'''

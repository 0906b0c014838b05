//! Battery sensors (sysfs power_supply, pmset/ioreg, wmic)

use crate::data::{BatteryEntry, BatteryStatus};
use crate::error::{FetchError, Result};
use crate::utils::{command::*, file::*, parsing::parse_wmic_records};
use regex::Regex;
use std::fs;
use std::path::Path;
use std::sync::LazyLock;
use tracing::debug;

static PMSET_PERCENT: LazyLock<Regex> = LazyLock::new(|| Regex::new(r"(\d+)%").expect("valid regex"));
static PMSET_STATUS: LazyLock<Regex> = LazyLock::new(|| {
    Regex::new(r"(?i)(discharging|charging|charged|finishing charge|AC attached)").expect("valid regex")
});
static PMSET_TIME: LazyLock<Regex> = LazyLock::new(|| Regex::new(r"(\d+):(\d{2})").expect("valid regex"));
static IOREG_TEMPERATURE: LazyLock<Regex> =
    LazyLock::new(|| Regex::new(r#""Temperature"\s*=\s*(\d+)"#).expect("valid regex"));
static IOREG_VOLTAGE: LazyLock<Regex> =
    LazyLock::new(|| Regex::new(r#""Voltage"\s*=\s*(\d+)"#).expect("valid regex"));

/// All `BAT*` supplies under a power_supply directory, in name order
pub fn linux_batteries(root: &Path) -> Result<Vec<BatteryEntry>> {
    let mut names: Vec<String> = fs::read_dir(root)?
        .filter_map(|entry| entry.ok())
        .map(|entry| entry.file_name().to_string_lossy().into_owned())
        .filter(|name| name.starts_with("BAT"))
        .collect();
    names.sort();

    let batteries: Vec<BatteryEntry> = names
        .iter()
        .filter_map(|name| read_battery_dir(&root.join(name), name))
        .collect();

    if batteries.is_empty() {
        return Err(FetchError::detection("no battery found"));
    }
    Ok(batteries)
}

/// Android exposes a single supply named `battery`
pub fn android_batteries(root: &Path) -> Result<Vec<BatteryEntry>> {
    match read_battery_dir(&root.join("battery"), "BAT0") {
        Some(battery) => Ok(vec![battery]),
        None => {
            debug!("no android battery node, scanning BAT* supplies");
            linux_batteries(root)
        }
    }
}

fn read_battery_dir(dir: &Path, name: &str) -> Option<BatteryEntry> {
    let capacity = read_sys_value(dir.join("capacity")).ok()?;
    let status = read_sys_value(dir.join("status"))
        .map(|s| BatteryStatus::parse(&s))
        .unwrap_or(BatteryStatus::Unknown);

    let attr = |file: &str| read_sys_i64(dir.join(file));

    let mut battery = BatteryEntry::new(name, format!("{}%", capacity), status);
    battery.voltage = attr("voltage_now").map(|uv| format!("{:.2}V", uv as f64 / 1_000_000.0));
    battery.temperature = attr("temp").map(|tenths| format!("{:.1}°C", tenths as f64 / 10.0));
    battery.current = attr("current_now").map(|ua| format!("{}mA", ua / 1000));
    battery.power = attr("power_now").map(|uw| format!("{:.2}W", uw as f64 / 1_000_000.0));

    if status == BatteryStatus::Discharging {
        // energy/power (µWh, µW) or charge/current (µAh, µA)
        let hours = match (attr("energy_now"), attr("power_now")) {
            (Some(energy), Some(power)) if power > 0 => Some(energy as f64 / power as f64),
            _ => match (attr("charge_now"), attr("current_now")) {
                (Some(charge), Some(current)) if current != 0 => Some(charge as f64 / current.abs() as f64),
                _ => None,
            },
        };
        battery.time_remaining = hours.map(format_hours);
    }

    Some(battery)
}

fn format_hours(hours: f64) -> String {
    let whole = hours.floor();
    let minutes = ((hours - whole) * 60.0).floor();
    format!("{}h {}m", whole as u64, minutes as u64)
}

pub fn macos_batteries() -> Result<Vec<BatteryEntry>> {
    let pmset = run_command("pmset", &["-g", "batt"])?;
    let ioreg = run_command("ioreg", &["-rn", "AppleSmartBattery"]).ok();
    parse_pmset(&pmset, ioreg.as_deref())
        .map(|battery| vec![battery])
        .ok_or_else(|| FetchError::detection("no battery in pmset output"))
}

/// Battery line of `pmset -g batt`, enriched with `ioreg` readings
pub fn parse_pmset(pmset: &str, ioreg: Option<&str>) -> Option<BatteryEntry> {
    let line = pmset.lines().find(|line| line.contains("InternalBattery"))?;

    let capacity = PMSET_PERCENT.captures(line)?;
    let status = PMSET_STATUS
        .captures(line)
        .map(|caps| BatteryStatus::parse(&caps[1]))
        .unwrap_or(BatteryStatus::Unknown);

    let mut battery = BatteryEntry::new("BAT0", format!("{}%", &capacity[1]), status);
    battery.time_remaining = PMSET_TIME
        .captures(line)
        .map(|caps| format!("{}h {}m", &caps[1], caps[2].trim_start_matches('0').parse::<u32>().unwrap_or(0)));

    if let Some(ioreg) = ioreg {
        battery.temperature = IOREG_TEMPERATURE
            .captures(ioreg)
            .and_then(|caps| caps[1].parse::<f64>().ok())
            .map(|centi| format!("{:.1}°C", centi / 100.0));
        battery.voltage = IOREG_VOLTAGE
            .captures(ioreg)
            .and_then(|caps| caps[1].parse::<f64>().ok())
            .map(|mv| format!("{:.2}V", mv / 1000.0));
    }

    Some(battery)
}

pub fn windows_batteries() -> Result<Vec<BatteryEntry>> {
    let output = run_command(
        "wmic",
        &[
            "path",
            "Win32_Battery",
            "get",
            "BatteryStatus,EstimatedChargeRemaining,EstimatedRunTime,DesignVoltage",
            "/value",
        ],
    )?;

    let batteries = parse_wmic_batteries(&output);
    if batteries.is_empty() {
        return Err(FetchError::detection("no Win32_Battery instance"));
    }
    Ok(batteries)
}

pub fn parse_wmic_batteries(output: &str) -> Vec<BatteryEntry> {
    parse_wmic_records(output)
        .into_iter()
        .filter_map(|record| {
            let capacity = record.get("EstimatedChargeRemaining").filter(|v| !v.is_empty())?;
            let status = match record.get("BatteryStatus").and_then(|v| v.parse::<u32>().ok()) {
                Some(1) | Some(4) | Some(5) => BatteryStatus::Discharging,
                Some(3) => BatteryStatus::Full,
                Some(6..=9) => BatteryStatus::Charging,
                Some(2) | Some(11) => BatteryStatus::NotCharging,
                _ => BatteryStatus::Unknown,
            };
            Some((capacity.clone(), status, record))
        })
        .enumerate()
        .map(|(index, (capacity, status, record))| {
            let mut battery = BatteryEntry::new(format!("BAT{}", index), format!("{}%", capacity), status);
            // Windows reports 71582788 minutes while on AC power
            battery.time_remaining = record
                .get("EstimatedRunTime")
                .and_then(|v| v.parse::<u64>().ok())
                .filter(|minutes| *minutes < 14_400)
                .map(|minutes| format!("{}h {}m", minutes / 60, minutes % 60));
            battery.voltage = record
                .get("DesignVoltage")
                .and_then(|v| v.parse::<f64>().ok())
                .map(|mv| format!("{:.2}V", mv / 1000.0));
            battery
        })
        .collect()
}
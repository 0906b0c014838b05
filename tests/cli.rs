use assert_cmd::Command;
use predicates::prelude::*;
use std::fs;
use tempfile::TempDir;

fn artfetch() -> Command {
    let mut cmd = Command::cargo_bin("artfetch").unwrap();
    // Keep user and system config files out of the run
    cmd.env("XDG_CONFIG_HOME", "/nonexistent").env_remove("ARTFETCH_LOG");
    cmd
}

fn art_dir(files: &[(&str, &str)]) -> TempDir {
    let dir = TempDir::new().unwrap();
    for (name, content) in files {
        fs::write(dir.path().join(name), content).unwrap();
    }
    dir
}

/// Directory scan order, which `--list-systems` must preserve
fn scan_order(dir: &TempDir) -> Vec<String> {
    fs::read_dir(dir.path())
        .unwrap()
        .map(|entry| entry.unwrap().path())
        .filter(|path| path.extension().is_some_and(|ext| ext == "txt"))
        .map(|path| path.file_stem().unwrap().to_string_lossy().to_lowercase())
        .collect()
}

#[test]
fn list_systems_prints_keys_and_exits() {
    let dir = art_dir(&[("linux.txt", "L"), ("windows.txt", "W"), ("macos.txt", "M"), ("README", "x")]);
    let expected: String = scan_order(&dir).iter().map(|key| format!("{}\n", key)).collect();

    let output = artfetch()
        .arg("--list-systems")
        .arg("--ascii-dir")
        .arg(dir.path())
        .output()
        .unwrap();

    assert!(output.status.success());
    let stdout = String::from_utf8(output.stdout).unwrap();
    assert_eq!(stdout, expected);

    let mut keys: Vec<&str> = stdout.lines().collect();
    keys.sort_unstable();
    assert_eq!(keys, vec!["linux", "macos", "windows"]);
}

#[test]
fn unknown_system_uses_fallback_art_and_full_report() {
    let dir = art_dir(&[("linux.txt", "LINUXART"), ("unknown.txt", "$1FALLBACK-MARKER")]);

    artfetch()
        .args(["--system", "doesnotexist", "--ascii-dir"])
        .arg(dir.path())
        .assert()
        .success()
        .stdout(predicate::str::contains("FALLBACK-MARKER"))
        .stdout(predicate::str::contains("LINUXART").not())
        .stdout(predicate::str::contains("Kernel"))
        .stdout(predicate::str::contains("Memory"));
}

#[test]
fn name_overrides_hostname() {
    let dir = art_dir(&[("unknown.txt", "?")]);

    artfetch()
        .args(["--name", "custom-host-name", "--ascii-dir"])
        .arg(dir.path())
        .assert()
        .success()
        .stdout(predicate::str::contains("custom-host-name"));
}

#[test]
fn missing_art_directory_still_renders() {
    artfetch()
        .args(["--system", "linux", "--ascii-dir", "/nonexistent/artfetch-art"])
        .assert()
        .success()
        .stdout(predicate::str::contains("Hostname"));
}

#[test]
fn explicit_config_is_applied() {
    let dir = art_dir(&[("unknown.txt", "?")]);
    let config = dir.path().join("config.toml");
    fs::write(&config, "[display]\nseparator = \"=\"\nseparator_length = 12\n\n[show_info]\nkernel = false\n").unwrap();

    artfetch()
        .arg("--config")
        .arg(&config)
        .arg("--ascii-dir")
        .arg(dir.path())
        .assert()
        .success()
        .stdout(predicate::str::contains("============"))
        .stdout(predicate::str::contains("Kernel").not());
}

'''

Work instructions:
Look at the material above and copy, word for word, its lines from the first through the one containing "let attr = |file: &str|".

Reply:
repository 0906b0c014838b05
//! Battery sensors (sysfs power_supply, pmset/ioreg, wmic)

use crate::data::{BatteryEntry, BatteryStatus};
use crate::error::{FetchError, Result};
use crate::utils::{command::*, file::*, parsing::parse_wmic_records};
use regex::Regex;
use std::fs;
use std::path::Path;
use std::sync::LazyLock;
use tracing::debug;

static PMSET_PERCENT: LazyLock<Regex> = LazyLock::new(|| Regex::new(r"(\d+)%").expect("valid regex"));
static PMSET_STATUS: LazyLock<Regex> = LazyLock::new(|| {
    Regex::new(r"(?i)(discharging|charging|charged|finishing charge|AC attached)").expect("valid regex")
});
static PMSET_TIME: LazyLock<Regex> = LazyLock::new(|| Regex::new(r"(\d+):(\d{2})").expect("valid regex"));
static IOREG_TEMPERATURE: LazyLock<Regex> =
    LazyLock::new(|| Regex::new(r#""Temperature"\s*=\s*(\d+)"#).expect("valid regex"));
static IOREG_VOLTAGE: LazyLock<Regex> =
    LazyLock::new(|| Regex::new(r#""Voltage"\s*=\s*(\d+)"#).expect("valid regex"));

/// All `BAT*` supplies under a power_supply directory, in name order
pub fn linux_batteries(root: &Path) -> Result<Vec<BatteryEntry>> {
    let mut names: Vec<String> = fs::read_dir(root)?
        .filter_map(|entry| entry.ok())
        .map(|entry| entry.file_name().to_string_lossy().into_owned())
        .filter(|name| name.starts_with("BAT"))
        .collect();
    names.sort();

    let batteries: Vec<BatteryEntry> = names
        .iter()
        .filter_map(|name| read_battery_dir(&root.join(name), name))
        .collect();

    if batteries.is_empty() {
        return Err(FetchError::detection("no battery found"));
    }
    Ok(batteries)
}

/// Android exposes a single supply named `battery`
pub fn android_batteries(root: &Path) -> Result<Vec<BatteryEntry>> {
    match read_battery_dir(&root.join("battery"), "BAT0") {
        Some(battery) => Ok(vec![battery]),
        None => {
            debug!("no android battery node, scanning BAT* supplies");
            linux_batteries(root)
        }
    }
}

fn read_battery_dir(dir: &Path, name: &str) -> Option<BatteryEntry> {
    let capacity = read_sys_value(dir.join("capacity")).ok()?;
    let status = read_sys_value(dir.join("status"))
        .map(|s| BatteryStatus::parse(&s))
        .unwrap_or(BatteryStatus::Unknown);

    let attr = |file: &str| read_sys_i64(dir.join(file));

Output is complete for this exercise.